The statutory limit that the United States Congress places on the amount of debt that the Bureau of the Public Debt can have outstanding at any time. Every few years (and sometimes more than once in a single year), when the debt is about to hit the limit, the Congress raises the limit, with a few members taking the opportunity to say that "we should really do something about the debt".

It used to be the case that Congress would designate an increase in the debt ceiling as permanent or temporary. (There were also extensions, which didn't increase the ceiling, but pushed back the expiration date for a temporary increase.) Temporary ceiling increases can be considered in the same vein as a temporary tax increase, namely, as a fairy tale.

In 1971, the permanent debt ceiling was $400 billion. At the end of 1982, after 19 temporary increases, the permanent limit was still $400 billion dollars, while the debt was $1.197 trillion. Even politicians were starting to see that they couldn't explain that forever, and would have to fix that somehow -- so they discontinued the temporary/permanent distinction.

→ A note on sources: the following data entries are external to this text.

//! # Event Dispatcher
//!
//! Moves presence events from the hardware service to the listeners in the
//! [`SubscriptionRegistry`].
//!
//! ## Overview
//!
//! The hardware service pushes events into a [`DispatchSink`] from whatever
//! thread its native callbacks run on. The sink only enqueues; a single
//! delivery task drains the queue and invokes listeners, so:
//!
//! - events are delivered in emission order, across both kinds
//!   (a disconnect is never overtaken by a later connect);
//! - a slow or failing listener never blocks or fails the emitter.
//!
//! ## Session Lifecycle
//!
//! ```text
//! open() ──> events queue up ──> start() ──> delivery ──> close()
//!                                                          │
//!                               queued events drained <────┘
//! ```
//!
//! [`open`](EventDispatcher::open) hands out the sink before the hardware
//! session exists, so events raised while the session is still opening are
//! kept. [`close`](EventDispatcher::close) stops intake, waits for everything
//! already queued to be delivered, then ends the task. Intake is a lock the
//! sink holds across its enqueue, so an `emit` racing `close` is either
//! queued ahead of the stop marker and delivered, or dropped without being
//! counted as accepted. Events emitted after `close` are dropped.
//!
//! ## Failure Isolation
//!
//! Each listener runs inside `catch_unwind`. An `Err` is logged at warn, a
//! panic at error; the remaining listeners still receive the event.

use std::any::Any;
use std::panic::{catch_unwind, AssertUnwindSafe};
use std::sync::atomic::{AtomicU64, Ordering};
use std::sync::Arc;

use bridge_traits::tag::{TagEvent, TagEventSink};
use parking_lot::{Mutex, RwLock};
use tokio::sync::mpsc::{self, UnboundedReceiver, UnboundedSender};
use tokio::task::JoinHandle;
use tracing::{debug, error, trace, warn};

use crate::error::{Error, Result};
use crate::subscriptions::SubscriptionRegistry;

/// Outcome of delivering one event.
#[derive(Debug, Clone, Copy, Default, PartialEq, Eq)]
pub struct DeliveryReport {
    /// Listeners that returned `Ok`.
    pub delivered: usize,
    /// Listeners that returned `Err` or panicked.
    pub failed: usize,
}

/// Counters of one closed queue.
#[derive(Debug, Clone, Copy, Default, PartialEq, Eq)]
pub struct QueueSummary {
    /// Events the sink accepted while intake was open.
    pub accepted: u64,
    /// Events handed to listeners by the delivery task.
    pub dispatched: u64,
}

enum Command {
    Deliver(TagEvent),
    Stop,
}

struct Session {
    sender: UnboundedSender<Command>,
    intake: Arc<RwLock<bool>>,
    accepted: Arc<AtomicU64>,
    pending: Option<UnboundedReceiver<Command>>,
    worker: Option<JoinHandle<u64>>,
}

impl Session {
    fn sink(&self) -> Arc<dyn TagEventSink> {
        Arc::new(DispatchSink {
            sender: self.sender.clone(),
            intake: Arc::clone(&self.intake),
            accepted: Arc::clone(&self.accepted),
        })
    }
}

/// Queue-backed dispatcher owning the delivery task.
pub struct EventDispatcher {
    registry: Arc<SubscriptionRegistry>,
    session: Mutex<Option<Session>>,
}

impl EventDispatcher {
    pub fn new(registry: Arc<SubscriptionRegistry>) -> Self {
        Self {
            registry,
            session: Mutex::new(None),
        }
    }

    pub fn registry(&self) -> &Arc<SubscriptionRegistry> {
        &self.registry
    }

    /// Opens the event queue and returns the sink feeding it.
    ///
    /// Calling `open` again while a session exists returns a sink for the
    /// same queue.
    pub fn open(&self) -> Arc<dyn TagEventSink> {
        let mut session = self.session.lock();

        if let Some(current) = session.as_ref() {
            debug!("Event queue already open");
            return current.sink();
        }

        let (sender, receiver) = mpsc::unbounded_channel();
        let opened = Session {
            sender,
            intake: Arc::new(RwLock::new(true)),
            accepted: Arc::new(AtomicU64::new(0)),
            pending: Some(receiver),
            worker: None,
        };
        let sink = opened.sink();

        *session = Some(opened);
        debug!("Event queue opened");
        sink
    }

    /// Spawns the delivery task on the current tokio runtime.
    ///
    /// # Errors
    ///
    /// Fails when the queue is not open or no runtime is available.
    pub fn start(&self) -> Result<()> {
        let mut guard = self.session.lock();
        let session = guard
            .as_mut()
            .ok_or(Error::QueueClosed)?;

        let Some(receiver) = session.pending.take() else {
            debug!("Event delivery already running");
            return Ok(());
        };

        let handle = match tokio::runtime::Handle::try_current() {
            Ok(handle) => handle,
            Err(e) => {
                session.pending = Some(receiver);
                return Err(Error::NoRuntime(e.to_string()));
            }
        };

        let registry = Arc::clone(&self.registry);
        session.worker = Some(handle.spawn(run_delivery(registry, receiver)));
        debug!("Event delivery started");
        Ok(())
    }

    /// Stops intake, delivers everything already queued, and ends the
    /// delivery task. Returns zero counts when the queue is not open.
    pub async fn close(&self) -> QueueSummary {
        let session = self.session.lock().take();
        let Some(session) = session else {
            return QueueSummary::default();
        };

        {
            // Waits out every emit that already passed the intake check.
            let mut intake = session.intake.write();
            *intake = false;
        }
        // Stop sits behind every accepted event.
        let _ = session.sender.send(Command::Stop);
        drop(session.pending);

        let dispatched = match session.worker {
            Some(worker) => match worker.await {
                Ok(dispatched) => dispatched,
                Err(e) => {
                    error!(error = %e, "Event delivery task ended abnormally");
                    0
                }
            },
            None => 0,
        };

        let summary = QueueSummary {
            accepted: session.accepted.load(Ordering::SeqCst),
            dispatched,
        };
        if summary.dispatched < summary.accepted {
            debug!(
                accepted = summary.accepted,
                dispatched = summary.dispatched,
                "Event queue closed with undelivered events"
            );
        } else {
            debug!(dispatched = summary.dispatched, "Event queue closed");
        }
        summary
    }

    pub fn is_open(&self) -> bool {
        self.session.lock().is_some()
    }

    pub fn is_running(&self) -> bool {
        self.session
            .lock()
            .as_ref()
            .map(|session| session.worker.is_some())
            .unwrap_or(false)
    }

    /// Delivers `event` synchronously on the calling thread.
    pub fn deliver(&self, event: &TagEvent) -> DeliveryReport {
        deliver_to(&self.registry, event)
    }
}

impl std::fmt::Debug for EventDispatcher {
    fn fmt(&self, f: &mut std::fmt::Formatter<'_>) -> std::fmt::Result {
        f.debug_struct("EventDispatcher")
            .field("registry", &self.registry)
            .field("open", &self.is_open())
            .field("running", &self.is_running())
            .finish()
    }
}

/// Sink handed to the hardware service for one session.
pub struct DispatchSink {
    sender: UnboundedSender<Command>,
    intake: Arc<RwLock<bool>>,
    accepted: Arc<AtomicU64>,
}

impl TagEventSink for DispatchSink {
    fn emit(&self, event: TagEvent) {
        let open = self.intake.read();
        if !*open {
            debug!(kind = %event.kind(), "Event queue closed, dropping event");
            return;
        }

        trace!(kind = %event.kind(), "Event queued");
        if self.sender.send(Command::Deliver(event)).is_err() {
            debug!("Event delivery task gone, dropping event");
            return;
        }
        self.accepted.fetch_add(1, Ordering::SeqCst);
    }
}

async fn run_delivery(
    registry: Arc<SubscriptionRegistry>,
    mut queue: UnboundedReceiver<Command>,
) -> u64 {
    let mut dispatched = 0;
    while let Some(command) = queue.recv().await {
        match command {
            Command::Deliver(event) => {
                deliver_to(&registry, &event);
                dispatched += 1;
            }
            Command::Stop => break,
        }
    }
    debug!(dispatched, "Event delivery stopped");
    dispatched
}

fn deliver_to(registry: &SubscriptionRegistry, event: &TagEvent) -> DeliveryReport {
    let kind = event.kind();
    let mut report = DeliveryReport::default();

    for (id, listener) in registry.snapshot(kind) {
        // Removed by an earlier listener of this same delivery.
        if !registry.is_active(id) {
            continue;
        }

        match catch_unwind(AssertUnwindSafe(|| listener(event))) {
            Ok(Ok(())) => report.delivered += 1,
            Ok(Err(e)) => {
                warn!(subscription = %id, kind = %kind, error = %e, "Listener failed");
                report.failed += 1;
            }
            Err(payload) => {
                error!(
                    subscription = %id,
                    kind = %kind,
                    panic = %panic_message(payload.as_ref()),
                    "Listener panicked"
                );
                report.failed += 1;
            }
        }
    }

    debug!(
        kind = %kind,
        delivered = report.delivered,
        failed = report.failed,
        "Event dispatched"
    );
    report
}

fn panic_message(payload: &(dyn Any + Send)) -> String {
    if let Some(message) = payload.downcast_ref::<&str>() {
        (*message).to_string()
    } else if let Some(message) = payload.downcast_ref::<String>() {
        message.clone()
    } else {
        "unknown panic".to_string()
    }
}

As of January 31, 2002, the debt ceiling was 5,865,892,000,000 dollars. As of this writing, it has been raised, but I don't have the current figure. (The debt at February 28, 2002 was 6,003,453,016,583 dollars.)

The debt ceiling, though the topic of great grandstanding (and very real potential economic consequence) is the most pompous of farces in American government (which is by the way the only government in the world to require regular votes in order to extend the amount by which it may go into debt). Consider this scenario: a large organisation of men, a club, designates some number of their members as rulemakers, a role which makes them keepers of the budget. The club gives another member a printing press and the authority to press out with it pieces of paper, which those in the group will treat as having value. And then, to a third member -- we'll call him the doler -- the club gives the duty to dole out some amount of those pieces of paper at certain times to certain people. This third member is given other powers and duties as well, chiefly making sure the club's rules are followed, occasionally barring the club from enacting at all rules he disagrees with (unless the rulemakers have a supermajority), and occasionally taking 'emergency' actions against unfriendly rival clubs -- though these actions inevitably turn out to be very expensive, requiring more pieces of paper to be printed and distributed to those doing the gruntwork in dealing with rival clubs, and to those supplying food and water and other materials in favour of that endeavour. But in truth, all expenses of the club are dwarfed by commitments that members of the club have made to provide regular payments upon which many members of the club who are no longer active depend for their sustenance.

Now, the club will from time to time pass their budget, which is essentially a set of instructions to the doler to pass out those pieces of paper, telling him how many pieces must be passed out to whom. But, at the same time, the club may enact that 'ceiling,' a different and incompatible set of instructions sent to the person who prints the pieces of paper, telling him how many pieces of paper he may print. In other words, the club's rulemakers can and will instruct the doler, "you must dole out one hundred pieces of paper." And, at the same time, the club's rulemakers will instruct the other person, "you must not print more than fifty pieces of paper."

Therein, it may plainly be seen, lies the farce. The exact same body telling the doler how much he must dole is at the same time restricting the printer in what he may print, always making the amount to printed less than the amount to be doled (until the doler is in a position to run out of those pieces of paper, at which point the rulemakers usually hurriedly issue to the printer additional authority to print). There is inevitably some oversimplification in this presentation, as the rulemakers are a body whose membership changes with shifting political winds, and future incarnations often chafe deeply at disfavored commitments made by those past. And, the doler has the one additional, if limited, power mentioned above, which allows him to refuse to sign the budgets' or even to refuse to sign the authorizations to print more pieces of paper. And, lastly, a proportion (though surprisingly small) of the pieces of paper being doled out are not newly printed, but were printed a long time ago, and are being confiscated in one way or another from those who have come to possess them, to be re-doled out to those whose to whom the commitments are fresher.

But the bottom line is that the entire process is an exercise in political Kabuki theatre, with club members purporting to prate about for one ideological notion or another using its very existence to point fingers and score points against club members of assertedly differing ideologies. Realistically, the whole inane notion ought to be done away with; when the club rulemakers get around to telling the doler how many pieces of paper he must dole, knowing how many the printer will need to print, they ought to either limit the doling to the amount they intend to see printed, or be presumed to have authorize the printing of the amount they have instructed to be doled. However deeply we may disagree with the amount decreed to be doled out, or its purpose of distribution, we ought not to make ourselves look like idiots in the process of doing the doling.